We spend a lot of time and energy trying to figure out (and argue about)
"correct" (or most warranted) normative theories of constitutional
interpretation. In doing so, we routinely reason from convictions about
more general or abstract considerations, like what we take to be the
nature of law, or what it means to interpret a text, or the value of
democracy and how best to realize it. The method of reflective
equilibrium counsels that we should pay regard as well to our
convictions about specifics, like what are correct particular legal
propositions. It may be that we don't often have strong convictions
about the latter that do not depend upon the application of interpretive
theories in which we have greater confidence. But when we do we should
be open to revising our (necessarily provisional) theories of
interpretation to accommodate those case-specific convictions.
Anyway, that's the general thought. The essay that floats it isn't
published or even posted. If it reaches a point at which I'm not too
embarrassed to have people see it, I might send a draft Larry
Rosenthal's way for his criticisms.
Mitch Berman
The University of Texas
-----Original Message-----
From: Rosenthal, Lawrence [mailto:rosentha at chapman.edu]

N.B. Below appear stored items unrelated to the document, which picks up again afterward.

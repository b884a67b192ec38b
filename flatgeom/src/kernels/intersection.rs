use super::{measures::ring_value_range, MIN_RING_POINTS};
use crate::core::{
    math::{min_max, side_of_line, Vector2},
    traits::Real,
};
use static_aabb2d_index::AABB;

/// Normalize the query rectangle corners `(x0, y0)` and `(x1, y1)` (given in any order) into an
/// [AABB].
#[inline]
pub fn normalized_bounds<T>(x0: T, y0: T, x1: T, y1: T) -> AABB<T>
where
    T: Real,
{
    let (min_x, max_x) = min_max(x0, x1);
    let (min_y, max_y) = min_max(y0, y1);
    AABB::new(min_x, min_y, max_x, max_y)
}

/// Returns `true` if the segment `p0 -> p1` touches or crosses the closed rectangle `bounds`.
///
/// A segment fully inside the rectangle intersects it. Uses a separating axis test: the segment
/// bounding box must overlap the rectangle and the rectangle corners must not all lie strictly on
/// one side of the segment's line.
///
/// # Examples
///
/// ```
/// # use flatgeom::kernels::*;
/// # use flatgeom::core::math::*;
/// # use flatgeom::AABB;
/// let bounds = AABB::new(0.0, 0.0, 1.0, 1.0);
/// // crossing
/// assert!(segment_intersects_bounds(vec2(-1.0, 0.5), vec2(2.0, 0.5), &bounds));
/// // touching a corner
/// assert!(segment_intersects_bounds(vec2(1.0, 1.0), vec2(2.0, 2.0), &bounds));
/// // passing by the corner
/// assert!(!segment_intersects_bounds(vec2(1.5, 0.0), vec2(2.0, 1.0), &bounds));
/// ```
#[inline]
pub fn segment_intersects_bounds<T>(p0: Vector2<T>, p1: Vector2<T>, bounds: &AABB<T>) -> bool
where
    T: Real,
{
    let (seg_min_x, seg_max_x) = min_max(p0.x, p1.x);
    let (seg_min_y, seg_max_y) = min_max(p0.y, p1.y);
    if seg_max_x < bounds.min_x
        || seg_min_x > bounds.max_x
        || seg_max_y < bounds.min_y
        || seg_min_y > bounds.max_y
    {
        return false;
    }

    let s0 = side_of_line(p0, p1, Vector2::new(bounds.min_x, bounds.min_y));
    let s1 = side_of_line(p0, p1, Vector2::new(bounds.max_x, bounds.min_y));
    let s2 = side_of_line(p0, p1, Vector2::new(bounds.max_x, bounds.max_y));
    let s3 = side_of_line(p0, p1, Vector2::new(bounds.min_x, bounds.max_y));
    let zero = T::zero();
    let all_left = s0 > zero && s1 > zero && s2 > zero && s3 > zero;
    let all_right = s0 < zero && s1 < zero && s2 < zero && s3 < zero;
    !(all_left || all_right)
}

/// Returns `true` if any edge of the ring in `values[start..stop]` touches or crosses `bounds`.
#[inline]
fn ring_edges_intersect_bounds<T>(
    values: &[T],
    start: usize,
    stop: usize,
    closed: bool,
    bounds: &AABB<T>,
) -> bool
where
    T: Real,
{
    let mut p0 = Vector2::new(values[start], values[start + 1]);
    for i in (start + 2..stop).step_by(2) {
        let p1 = Vector2::new(values[i], values[i + 1]);
        if segment_intersects_bounds(p0, p1, bounds) {
            return true;
        }
        p0 = p1;
    }

    closed && segment_intersects_bounds(p0, Vector2::new(values[start], values[start + 1]), bounds)
}

/// Returns `true` if `point` lies strictly inside the ring in `values[start..stop]` using the
/// even-odd crossing rule. The ring is implicitly closed.
///
/// # Examples
///
/// ```
/// # use flatgeom::kernels::*;
/// # use flatgeom::core::math::*;
/// let ring = [0.0, 0.0, 4.0, 0.0, 4.0, 4.0, 0.0, 4.0];
/// assert!(point_in_ring(&ring, 0, ring.len(), vec2(1.0, 1.0)));
/// assert!(!point_in_ring(&ring, 0, ring.len(), vec2(5.0, 1.0)));
/// ```
pub fn point_in_ring<T>(values: &[T], start: usize, stop: usize, point: Vector2<T>) -> bool
where
    T: Real,
{
    if stop - start < 2 * MIN_RING_POINTS {
        return false;
    }

    let mut inside = false;
    let mut xj = values[stop - 2];
    let mut yj = values[stop - 1];
    for i in (start..stop).step_by(2) {
        let xi = values[i];
        let yi = values[i + 1];
        if (yi > point.y) != (yj > point.y) {
            let x_cross = (xj - xi) * (point.y - yi) / (yj - yi) + xi;
            if point.x < x_cross {
                inside = !inside;
            }
        }
        xj = xi;
        yj = yi;
    }

    inside
}

/// Test the polygon made of rings `[start_ring, stop_ring)` against `bounds`.
///
/// True on the first ring edge touching or crossing the rectangle, otherwise true if the
/// rectangle's minimum corner is inside the exterior ring (holes are not considered).
#[inline]
fn polygon_intersects_bounds<T>(
    values: &[T],
    offsets1: &[u32],
    start_ring: usize,
    stop_ring: usize,
    bounds: &AABB<T>,
) -> bool
where
    T: Real,
{
    if start_ring >= stop_ring {
        return false;
    }

    for ring in start_ring..stop_ring {
        let (start, stop) = ring_value_range(offsets1, ring);
        if stop - start < 2 * MIN_RING_POINTS {
            continue;
        }

        if ring_edges_intersect_bounds(values, start, stop, true, bounds) {
            return true;
        }
    }

    let (start, stop) = ring_value_range(offsets1, start_ring);
    point_in_ring(
        values,
        start,
        stop,
        Vector2::new(bounds.min_x, bounds.min_y),
    )
}

/// Batched bounds intersection test for polygons.
///
/// For each `i`, the polygon made of rings `[start_offsets0[i], stop_offsets0[i])` (ring indexes
/// into `offsets1`) is tested against the rectangle with corners `(x0, y0)` and `(x1, y1)` and the
/// result written to `result[i]`. A polygon intersects the rectangle if any ring edge (including
/// the closing edge) touches or crosses the closed rectangle, or if the rectangle lies inside the
/// exterior ring. Holes are not subtracted, rings with fewer than 3 points are skipped, and an
/// empty ring range never intersects.
///
/// # Panics
///
/// Panics if `result` is shorter than `start_offsets0`, or if any offset is out of bounds.
///
/// # Examples
///
/// ```
/// # use flatgeom::kernels::*;
/// // two unit squares, the second translated by (10, 10)
/// let values = [
///     0.0, 0.0, 1.0, 0.0, 1.0, 1.0, 0.0, 1.0,
///     10.0, 10.0, 11.0, 10.0, 11.0, 11.0, 10.0, 11.0,
/// ];
/// let offsets1 = [0, 4, 8];
/// let mut result = [false; 2];
/// polygons_intersect_bounds(0.5, 0.5, 2.0, 2.0, &values, &[0, 1], &[1, 2], &offsets1, &mut result);
/// assert_eq!(result, [true, false]);
/// ```
#[allow(clippy::too_many_arguments)]
pub fn polygons_intersect_bounds<T>(
    x0: T,
    y0: T,
    x1: T,
    y1: T,
    values: &[T],
    start_offsets0: &[u32],
    stop_offsets0: &[u32],
    offsets1: &[u32],
    result: &mut [bool],
) where
    T: Real,
{
    debug_assert_eq!(start_offsets0.len(), stop_offsets0.len());
    let bounds = normalized_bounds(x0, y0, x1, y1);
    for (i, (&start0, &stop0)) in start_offsets0.iter().zip(stop_offsets0).enumerate() {
        result[i] =
            polygon_intersects_bounds(values, offsets1, start0 as usize, stop0 as usize, &bounds);
    }
}

/// Batched bounds intersection test for multi-lines.
///
/// Same layout as [polygons_intersect_bounds] but each ring is an open line: there is no closing
/// edge and no containment test. Lines with fewer than 2 points are skipped.
#[allow(clippy::too_many_arguments)]
pub fn multilines_intersect_bounds<T>(
    x0: T,
    y0: T,
    x1: T,
    y1: T,
    values: &[T],
    start_offsets0: &[u32],
    stop_offsets0: &[u32],
    offsets1: &[u32],
    result: &mut [bool],
) where
    T: Real,
{
    debug_assert_eq!(start_offsets0.len(), stop_offsets0.len());
    let bounds = normalized_bounds(x0, y0, x1, y1);
    for (i, (&start0, &stop0)) in start_offsets0.iter().zip(stop_offsets0).enumerate() {
        result[i] = (start0 as usize..stop0 as usize).any(|line| {
            let (start, stop) = ring_value_range(offsets1, line);
            stop - start >= 4 && ring_edges_intersect_bounds(values, start, stop, false, &bounds)
        });
    }
}

#[cfg(test)]
mod tests {
    use super::*;
    use crate::core::math::vec2;

    fn test_single(values: &[f64], offsets1: &[u32], bounds: (f64, f64, f64, f64)) -> bool {
        let mut result = [false];
        let stop = offsets1.len() as u32 - 1;
        polygons_intersect_bounds(
            bounds.0, bounds.1, bounds.2, bounds.3, values, &[0], &[stop], offsets1, &mut result,
        );
        result[0]
    }

    const SQUARE_WITH_HOLE: [f64; 20] = [
        0.0, 0.0, 4.0, 0.0, 4.0, 4.0, 0.0, 4.0, 0.0, 0.0, //
        1.0, 1.0, 1.0, 3.0, 3.0, 3.0, 3.0, 1.0, 1.0, 1.0,
    ];

    #[test]
    fn rectangle_crossing_shell() {
        assert!(test_single(&SQUARE_WITH_HOLE, &[0, 5, 10], (-1.0, -1.0, 0.5, 0.5)));
    }

    #[test]
    fn rectangle_inside_shell() {
        assert!(test_single(&SQUARE_WITH_HOLE, &[0, 5, 10], (0.25, 0.25, 0.75, 0.75)));
    }

    #[test]
    fn rectangle_inside_hole_still_intersects() {
        assert!(test_single(&SQUARE_WITH_HOLE, &[0, 5, 10], (1.5, 1.5, 2.5, 2.5)));
    }

    #[test]
    fn rectangle_enclosing_polygon() {
        assert!(test_single(&SQUARE_WITH_HOLE, &[0, 5, 10], (-10.0, -10.0, 10.0, 10.0)));
    }

    #[test]
    fn rectangle_touching_edge() {
        assert!(test_single(&SQUARE_WITH_HOLE, &[0, 5, 10], (4.0, 1.0, 5.0, 2.0)));
    }

    #[test]
    fn rectangle_disjoint() {
        assert!(!test_single(&SQUARE_WITH_HOLE, &[0, 5, 10], (4.5, 4.5, 5.0, 5.0)));
        assert!(!test_single(&SQUARE_WITH_HOLE, &[0, 5, 10], (-2.0, 1.0, -1.0, 2.0)));
    }

    #[test]
    fn unordered_corners_are_normalized() {
        assert!(test_single(&SQUARE_WITH_HOLE, &[0, 5, 10], (0.75, 0.75, 0.25, 0.25)));
    }

    #[test]
    fn empty_ring_range_never_intersects() {
        let mut result = [true];
        polygons_intersect_bounds(
            -1.0,
            -1.0,
            1.0,
            1.0,
            &SQUARE_WITH_HOLE,
            &[1],
            &[1],
            &[0, 5, 10],
            &mut result,
        );
        assert!(!result[0]);
    }

    #[test]
    fn segment_fully_inside_bounds() {
        let bounds = AABB::new(0.0, 0.0, 10.0, 10.0);
        assert!(segment_intersects_bounds(vec2(1.0, 1.0), vec2(2.0, 3.0), &bounds));
        // degenerate segment (point) inside and outside
        assert!(segment_intersects_bounds(vec2(5.0, 5.0), vec2(5.0, 5.0), &bounds));
        assert!(!segment_intersects_bounds(vec2(11.0, 5.0), vec2(11.0, 5.0), &bounds));
    }

    #[test]
    fn multiline_has_no_closing_edge_or_containment() {
        // "U" shaped open line around the query rectangle
        let values = [0.0, 4.0, 0.0, 0.0, 4.0, 0.0, 4.0, 4.0];
        let mut result = [true];
        multilines_intersect_bounds(1.0, 1.0, 3.0, 3.0, &values, &[0], &[1], &[0, 4], &mut result);
        assert!(!result[0]);
        // as a ring the closing edge misses the rectangle too, but the ring contains it
        assert!(test_single(&values, &[0, 4], (1.0, 1.0, 3.0, 3.0)));
        // rectangle reaching the right side of the line
        multilines_intersect_bounds(1.0, 1.0, 4.5, 3.0, &values, &[0], &[1], &[0, 4], &mut result);
        assert!(result[0]);
    }
}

Sent: Saturday, November 01, 2008 12:40 PM
To: Mitch Berman; lsolum at illinois.edu; CONLAWPROF at lists.ucla.edu
Subject: RE: A helpful (and close) analogy as to the
"natural-borncitizen"question?
I have my own reservations about originalism, and I am afraid that I
have not read Professor Berman's recent essay, but I find this critique
of originalism rather puzzling. There doesn't seem to be much point to
be having a constitution -- at least one in which constitutional
interpretation is vested in life-tenured judges rather than majoritarian
institutions -- if the Constitution must be construed consistent with
the outcomes preferred by the "overwhelming majority."
If an overwhelming majority rejects the results produced by originalist
interpretation, it is free to amend the Constitution. Thus, I am not so
worried about a method of interpretation if the only problem it creates
is that it will sometimes offend the views of an overwhelming majority.
Overwhelming majorities tend to be able to take care of themselves.
Larry Rosenthal
Chapman University School of Law
________________________________
From: conlawprof-bounces at lists.ucla.edu on behalf of Mitch Berman
Sent: Fri 10/31/2008 1:22 PM
To: lsolum at illinois.edu; CONLAWPROF at lists.ucla.edu
Subject: RE: A helpful (and close) analogy as to the
"natural-borncitizen"question?
For my money, this interesting debate between Larry and Eugene helps to
demonstrate (in addition to their seriousness and erudition), the
implausibility of originalism as a normative theory of constitutional
interpretation.
I venture that an overwhelming majority of us (whether that "us"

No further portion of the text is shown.